Task item: Extract the lines from the first line of the records below through the line containing "hostname, and a", inclusive, and reproduce them exactly as written.

[Saved entries]

* * *

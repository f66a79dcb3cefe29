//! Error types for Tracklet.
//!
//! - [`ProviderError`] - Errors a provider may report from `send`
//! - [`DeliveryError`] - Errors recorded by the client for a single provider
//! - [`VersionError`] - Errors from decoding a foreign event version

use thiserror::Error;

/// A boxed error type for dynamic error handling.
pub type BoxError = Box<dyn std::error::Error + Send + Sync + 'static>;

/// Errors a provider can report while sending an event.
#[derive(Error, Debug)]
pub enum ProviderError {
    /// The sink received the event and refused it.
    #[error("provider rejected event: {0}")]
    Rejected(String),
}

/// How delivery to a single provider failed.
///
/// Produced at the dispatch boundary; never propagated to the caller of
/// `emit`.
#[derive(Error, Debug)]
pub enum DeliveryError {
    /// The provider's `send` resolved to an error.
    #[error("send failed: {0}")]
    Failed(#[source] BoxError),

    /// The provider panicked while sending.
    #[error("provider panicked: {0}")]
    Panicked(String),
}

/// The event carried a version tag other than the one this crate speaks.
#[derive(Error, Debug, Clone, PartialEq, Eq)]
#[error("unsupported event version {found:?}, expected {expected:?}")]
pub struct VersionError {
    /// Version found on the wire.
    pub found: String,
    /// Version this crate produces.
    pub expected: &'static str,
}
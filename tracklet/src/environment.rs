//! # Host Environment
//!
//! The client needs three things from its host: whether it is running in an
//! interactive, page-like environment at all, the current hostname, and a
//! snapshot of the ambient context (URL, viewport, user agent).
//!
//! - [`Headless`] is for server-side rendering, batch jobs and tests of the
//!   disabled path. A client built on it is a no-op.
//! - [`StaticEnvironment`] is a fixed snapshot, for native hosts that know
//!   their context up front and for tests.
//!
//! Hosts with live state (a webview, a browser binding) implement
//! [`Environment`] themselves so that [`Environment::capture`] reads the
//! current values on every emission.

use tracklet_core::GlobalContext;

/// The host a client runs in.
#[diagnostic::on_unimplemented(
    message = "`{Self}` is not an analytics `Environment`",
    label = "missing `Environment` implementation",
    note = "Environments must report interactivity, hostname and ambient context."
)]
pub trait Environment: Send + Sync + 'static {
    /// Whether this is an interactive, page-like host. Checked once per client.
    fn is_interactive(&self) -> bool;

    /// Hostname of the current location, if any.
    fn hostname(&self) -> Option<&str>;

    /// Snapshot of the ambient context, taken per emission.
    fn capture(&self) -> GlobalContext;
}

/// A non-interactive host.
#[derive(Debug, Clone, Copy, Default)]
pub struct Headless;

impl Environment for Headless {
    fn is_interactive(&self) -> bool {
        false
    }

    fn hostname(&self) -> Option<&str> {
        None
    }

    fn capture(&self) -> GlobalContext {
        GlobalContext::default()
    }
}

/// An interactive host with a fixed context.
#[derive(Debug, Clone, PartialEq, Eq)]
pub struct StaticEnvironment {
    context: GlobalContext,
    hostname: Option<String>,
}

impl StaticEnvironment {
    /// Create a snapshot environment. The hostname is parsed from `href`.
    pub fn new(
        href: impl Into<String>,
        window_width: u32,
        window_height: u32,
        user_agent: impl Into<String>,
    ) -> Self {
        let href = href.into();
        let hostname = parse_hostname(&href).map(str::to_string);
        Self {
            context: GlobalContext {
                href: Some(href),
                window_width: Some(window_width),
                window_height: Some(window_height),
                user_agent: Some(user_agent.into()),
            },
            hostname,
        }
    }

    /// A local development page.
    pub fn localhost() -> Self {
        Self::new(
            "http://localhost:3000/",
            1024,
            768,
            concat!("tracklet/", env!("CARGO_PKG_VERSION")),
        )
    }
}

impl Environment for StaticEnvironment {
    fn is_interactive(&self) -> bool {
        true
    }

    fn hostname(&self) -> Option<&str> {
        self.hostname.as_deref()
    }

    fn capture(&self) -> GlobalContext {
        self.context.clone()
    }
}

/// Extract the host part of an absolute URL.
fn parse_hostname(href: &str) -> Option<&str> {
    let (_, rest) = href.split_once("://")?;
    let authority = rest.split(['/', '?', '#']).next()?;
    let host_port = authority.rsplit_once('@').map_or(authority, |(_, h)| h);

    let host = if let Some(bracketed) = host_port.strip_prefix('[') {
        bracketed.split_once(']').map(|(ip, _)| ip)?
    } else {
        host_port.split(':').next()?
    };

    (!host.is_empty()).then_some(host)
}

* * *

Your response:
repository f66a79dcb3cefe29
//! Error types for Tracklet.
//!
//! - [`ProviderError`] - Errors a provider may report from `send`
//! - [`DeliveryError`] - Errors recorded by the client for a single provider
//! - [`VersionError`] - Errors from decoding a foreign event version

use thiserror::Error;

/// A boxed error type for dynamic error handling.
pub type BoxError = Box<dyn std::error::Error + Send + Sync + 'static>;

/// Errors a provider can report while sending an event.
#[derive(Error, Debug)]
pub enum ProviderError {
    /// The sink received the event and refused it.
    #[error("provider rejected event: {0}")]
    Rejected(String),
}

/// How delivery to a single provider failed.
///
/// Produced at the dispatch boundary; never propagated to the caller of
/// `emit`.
#[derive(Error, Debug)]
pub enum DeliveryError {
    /// The provider's `send` resolved to an error.
    #[error("send failed: {0}")]
    Failed(#[source] BoxError),

    /// The provider panicked while sending.
    #[error("provider panicked: {0}")]
    Panicked(String),
}

/// The event carried a version tag other than the one this crate speaks.
#[derive(Error, Debug, Clone, PartialEq, Eq)]
#[error("unsupported event version {found:?}, expected {expected:?}")]
pub struct VersionError {
    /// Version found on the wire.
    pub found: String,
    /// Version this crate produces.
    pub expected: &'static str,
}
filename tracklet/src/environment.rs
//! # Host Environment
//!
//! The client needs three things from its host: whether it is running in an
//! interactive, page-like environment at all, the current hostname, and a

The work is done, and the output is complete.